Five items measured students’ perceptions of differential treatment by teachers (and secondarily, school counselors), on the basis of race. These items were used in previous research to measure students’ perceptions of teacher discrimination (e.g., Chavous et al. 2008; Rapa and Diemer 2016; Wong et al. 2003) and are quite similar to the “Equal Status” subscale of the School Interracial Climate Scale (Green et al. 1988), which was informed by intergroup contact theory. The internal consistency of these five items was quite strong, as depicted in Table 1.

Math Achievement

Math achievement during seventh (MADICS wave one) and eighth grade (MADICS wave three) was measured by cumulative math grade for that academic year (on a 1–5 scale). Math grades were obtained from school records. The wave one (7th grade) math achievement measure preceded the wave three (8th grade) and wave four (11th grade) constructs of interest, and therefore wave one math achievement is modeled as a prior control variable in the structural model (please see Fig. 1). Modeling lagged achievement is a particularly strong strategy for addressing unobserved variables bias in educational research, in that prior achievement likely covaries with other observed and unobserved variables (Frank 2000).

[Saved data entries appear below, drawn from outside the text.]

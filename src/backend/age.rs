//! Third-party engine: age passphrase (scrypt) containers.
//!
//! The engine becomes usable only after its asynchronous load finishes. Load
//! state is published on a `watch` channel so selection code can poll it
//! without awaiting.

use std::io::{Read, Write};
use std::iter;

use age::armor::{ArmoredReader, ArmoredWriter, Format};
use age::secrecy::{ExposeSecret, SecretString};
use anyhow::{Context, Result, ensure};
use thiserror::Error;
use tokio::sync::watch;
use tracing::{debug, info, warn};

#[derive(Debug, Error)]
pub enum AgeError {
    #[error("age engine not ready")]
    NotReady,

    #[error("not a passphrase-encrypted age file")]
    NotPassphrase,

    #[error(transparent)]
    Decrypt(#[from] age::DecryptError),

    #[error("age encryption failed: {0}")]
    Encrypt(std::io::Error),

    /// Failure while streaming the payload; the text is the only detail age gives.
    #[error("{0}")]
    Payload(std::io::Error),
}

/// Completes the load of an [`AgeEngine`] created by [`AgeEngine::pending`].
pub struct ReadySignal(watch::Sender<bool>);

impl ReadySignal {
    pub fn mark_ready(&self) {
        self.0.send_replace(true);
    }
}

/// Handle to the age engine. Cheap to clone; all clones share load state.
#[derive(Clone, Debug)]
pub struct AgeEngine {
    ready: watch::Receiver<bool>,
}

impl AgeEngine {
    /// An engine that has not finished loading, plus the signal that finishes it.
    pub fn pending() -> (Self, ReadySignal) {
        let (tx, rx) = watch::channel(false);
        (Self { ready: rx }, ReadySignal(tx))
    }

    /// An engine that is usable immediately.
    pub fn ready() -> Self {
        let (tx, rx) = watch::channel(true);
        drop(tx);
        Self { ready: rx }
    }

    /// An engine that is never loaded, for runs that do not touch age.
    ///
    /// Selecting it fails as not ready and [`AgeEngine::wait_ready`] returns
    /// an error instead of waiting.
    pub fn unavailable() -> Self {
        let (tx, rx) = watch::channel(false);
        drop(tx);
        Self { ready: rx }
    }

    /// Starts the asynchronous load and returns immediately.
    ///
    /// The load runs a passphrase round-trip on the blocking pool and marks the
    /// engine ready only if it succeeds. Must be called inside a tokio runtime.
    pub fn load() -> Self {
        let (engine, signal) = Self::pending();
        tokio::spawn(async move {
            debug!("loading age engine");
            match tokio::task::spawn_blocking(self_test).await {
                Ok(Ok(())) => {
                    signal.mark_ready();
                    info!("age engine ready");
                }
                Ok(Err(e)) => warn!("age engine failed to load: {e:#}"),
                Err(e) => warn!("age engine load task failed: {e}"),
            }
        });
        engine
    }

    /// Non-blocking readiness check.
    pub fn is_ready(&self) -> bool {
        *self.ready.borrow()
    }

    /// Waits until the engine is ready. Not for use on the dispatch path.
    pub async fn wait_ready(&self) -> Result<()> {
        let mut ready = self.ready.clone();
        ready.wait_for(|ready| *ready).await.context("age engine failed to load")?;
        Ok(())
    }

    pub fn encrypt_with_passphrase(&self, passphrase: &SecretString, plaintext: &[u8], armor: bool) -> Result<Vec<u8>, AgeError> {
        if !self.is_ready() {
            return Err(AgeError::NotReady);
        }

        let encryptor = age::Encryptor::with_user_passphrase(duplicate(passphrase));
        let mut out = Vec::with_capacity(plaintext.len() + 256);

        if armor {
            let armored = ArmoredWriter::wrap_output(&mut out, Format::AsciiArmor).map_err(AgeError::Encrypt)?;
            let mut writer = encryptor.wrap_output(armored).map_err(AgeError::Encrypt)?;
            writer.write_all(plaintext).map_err(AgeError::Encrypt)?;
            writer.finish().and_then(ArmoredWriter::finish).map_err(AgeError::Encrypt)?;
        } else {
            let mut writer = encryptor.wrap_output(&mut out).map_err(AgeError::Encrypt)?;
            writer.write_all(plaintext).map_err(AgeError::Encrypt)?;
            writer.finish().map_err(AgeError::Encrypt)?;
        }

        Ok(out)
    }

    /// Decrypts a binary or ASCII-armored passphrase container.
    pub fn decrypt_with_passphrase(&self, passphrase: &SecretString, ciphertext: &[u8]) -> Result<Vec<u8>, AgeError> {
        if !self.is_ready() {
            return Err(AgeError::NotReady);
        }

        let decryptor = age::Decryptor::new(ArmoredReader::new(ciphertext))?;
        if !decryptor.is_scrypt() {
            return Err(AgeError::NotPassphrase);
        }

        let identity = age::scrypt::Identity::new(duplicate(passphrase));
        let mut reader = decryptor.decrypt(iter::once(&identity as &dyn age::Identity))?;

        let mut plaintext = Vec::with_capacity(ciphertext.len());
        reader.read_to_end(&mut plaintext).map_err(AgeError::Payload)?;
        Ok(plaintext)
    }
}

fn duplicate(passphrase: &SecretString) -> SecretString {
    SecretString::from(passphrase.expose_secret().to_owned())
}

fn self_test() -> Result<()> {
    let engine = AgeEngine::ready();
    let passphrase = SecretString::from("cipherpost-self-test".to_owned());
    let sealed = engine.encrypt_with_passphrase(&passphrase, b"probe", false)?;
    let opened = engine.decrypt_with_passphrase(&passphrase, &sealed)?;
    ensure!(opened == b"probe", "age self-test round-trip mismatch");
    Ok(())
}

Math achievement was also measured by math scores on the Maryland Math Test, a state-level standardized achievement test, which participants completed during the ninth grade (or, between the MADICS waves three [8th grade] and wave four [11th grade]) and was linked to MADICS data. Math achievement during 11th grade was not measured in MADICS, a limitation discussed below.

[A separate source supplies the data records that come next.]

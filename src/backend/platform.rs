//! Platform engine: PBKDF2-HMAC-SHA256 key derivation and AES-256-GCM.
//!
//! Raw primitives over byte buffers. Framing of the AEAD container lives in the
//! provider; this module only knows keys, nonces and tags.

use aes_gcm::aead::{Aead, KeyInit};
use aes_gcm::{Aes256Gcm, Nonce};
use pbkdf2::pbkdf2_hmac;
use rand::rand_core::{OsRng, TryRngCore};
use sha2::Sha256;
use thiserror::Error;

use crate::config::{AEAD_KEY_SIZE, AEAD_NONCE_SIZE};

#[derive(Debug, Error)]
pub enum PlatformError {
    /// Tag verification failed: wrong key or modified ciphertext.
    #[error("aes-gcm authentication failed")]
    Authentication,

    #[error("aes-gcm encryption failed")]
    Encryption,

    #[error("invalid key length")]
    KeyLength,

    #[error("rng failed: {0}")]
    Rng(String),
}

/// Derives a 256-bit key from a password and salt.
pub fn derive_key(password: &[u8], salt: &[u8], iterations: u32) -> [u8; AEAD_KEY_SIZE] {
    let mut key = [0u8; AEAD_KEY_SIZE];
    pbkdf2_hmac::<Sha256>(password, salt, iterations, &mut key);
    key
}

/// Encrypts `plaintext`, returning `ciphertext || tag`.
pub fn seal(key: &[u8; AEAD_KEY_SIZE], nonce: &[u8; AEAD_NONCE_SIZE], plaintext: &[u8]) -> Result<Vec<u8>, PlatformError> {
    let cipher = Aes256Gcm::new_from_slice(key).map_err(|_| PlatformError::KeyLength)?;
    cipher.encrypt(Nonce::from_slice(nonce), plaintext).map_err(|_| PlatformError::Encryption)
}

/// Decrypts `ciphertext || tag`.
///
/// Any tag mismatch is reported as [`PlatformError::Authentication`]; AES-GCM does
/// not distinguish a wrong key from a modified ciphertext.
pub fn open(key: &[u8; AEAD_KEY_SIZE], nonce: &[u8; AEAD_NONCE_SIZE], ciphertext: &[u8]) -> Result<Vec<u8>, PlatformError> {
    let cipher = Aes256Gcm::new_from_slice(key).map_err(|_| PlatformError::KeyLength)?;
    cipher.decrypt(Nonce::from_slice(nonce), ciphertext).map_err(|_| PlatformError::Authentication)
}

/// Fills a fixed-size array from the operating system RNG.
pub fn random_bytes<const N: usize>() -> Result<[u8; N], PlatformError> {
    let mut bytes = [0u8; N];
    OsRng.try_fill_bytes(&mut bytes).map_err(|e| PlatformError::Rng(e.to_string()))?;
    Ok(bytes)
}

Results: Measurement Model

CFA first determined the pattern of item loadings onto latent constructs. Items repeated across waves three and four likely share common sources of error variance, and accordingly the residuals of repeated items were estimated and included in all subsequent analyses (Kline 2010). The hypothesized relations between items and their corresponding latent construct—the measurement model—were a very good fit to the data (see Table 2; CFI = .98, TLI = .97, RMSEA = .03).

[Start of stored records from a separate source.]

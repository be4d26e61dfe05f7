//! Common type definitions for cipherpost.
//!
//! - [`ProviderType`]: identifies one of the three container formats
//! - [`Action`]: the request/response action tags used on the wire

use strum::{Display, EnumIter, EnumString, IntoStaticStr};

/// Identifies a provider variant.
///
/// The string forms (`legacy`, `aead`, `thirdParty`) are the identifiers
/// accepted in the `providerType` field of a request envelope.
#[derive(Clone, Copy, Debug, PartialEq, Eq, Hash, Default, Display, EnumString, EnumIter, IntoStaticStr)]
pub enum ProviderType {
    /// AES Crypt v3 (`.aes`).
    #[default]
    #[strum(serialize = "legacy")]
    Legacy,

    /// PBKDF2 + AES-256-GCM raw container (`.enc`).
    #[strum(serialize = "aead")]
    Aead,

    /// age passphrase container (`.age`).
    #[strum(serialize = "thirdParty")]
    ThirdParty,
}

impl ProviderType {
    /// Returns the wire identifier.
    #[inline]
    pub fn as_str(self) -> &'static str {
        self.into()
    }
}

/// The action tag of a request or success response.
#[derive(Clone, Copy, Debug, PartialEq, Eq, Display, EnumString, EnumIter, IntoStaticStr)]
#[strum(serialize_all = "SCREAMING_SNAKE_CASE")]
pub enum Action {
    /// Select (or confirm) the active provider.
    Init,

    /// Encrypt a payload with the active provider.
    Encrypt,

    /// Decrypt a payload with the active provider.
    Decrypt,
}

impl Action {
    /// Returns the wire tag.
    #[inline]
    pub fn as_str(self) -> &'static str {
        self.into()
    }
}

#[cfg(test)]
mod tests {
    use std::str::FromStr;

    use strum::IntoEnumIterator;

    use super::*;

    #[test]
    fn test_provider_type_identifiers() {
        assert_eq!(ProviderType::from_str("legacy").unwrap(), ProviderType::Legacy);
        assert_eq!(ProviderType::from_str("aead").unwrap(), ProviderType::Aead);
        assert_eq!(ProviderType::from_str("thirdParty").unwrap(), ProviderType::ThirdParty);
        assert!(ProviderType::from_str("age").is_err());
        assert!(ProviderType::from_str("LEGACY").is_err());
    }

    #[test]
    fn test_provider_type_roundtrip_through_display() {
        for kind in ProviderType::iter() {
            assert_eq!(ProviderType::from_str(&kind.to_string()).unwrap(), kind);
        }
    }

    #[test]
    fn test_default_provider_is_legacy() {
        assert_eq!(ProviderType::default(), ProviderType::Legacy);
    }

    #[test]
    fn test_action_tags() {
        assert_eq!(Action::Init.as_str(), "INIT");
        assert_eq!(Action::Encrypt.as_str(), "ENCRYPT");
        assert_eq!(Action::from_str("DECRYPT").unwrap(), Action::Decrypt);
        assert!(Action::from_str("decrypt").is_err());
    }
}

Table 2 Measurement model: factor loadings for latent variables

Further, temporal invariance, or whether latent constructs that were measured at both wave 3 and wave 4 (i.e., relevant math instruction, self-concept of math ability, and differential treatment) mean the same thing and were measured in the same way over time, was examined. (Temporal invariance analyses are similar to establishing measurement invariance across groups, such as gender groups or racial/ethnic groups, but with time essentially serving as the grouping variable.) The first step in this sequential process is establishing configural invariance, or that the “configuration” of observed items loading onto latent constructs was the same at wave 3 and at wave 4. Because analyses indicated that the same items loaded onto the same latent constructs at waves 3 and 4, the criteria for configural invariance were met (Kline 2010; Schmitt and Kuljanin 2008). The next step was establishing loading invariance (also called metric invariance), or that the magnitude of each loading was invariant over time. The loadings for all items comprising self-concept of math ability and relevant math instruction were invariant across waves 3 and 4, which established “strong invariance” for these measures—that these constructs are measured in the same way, and mean the same thing over time for these participants (Schmitt and Kuljanin 2008).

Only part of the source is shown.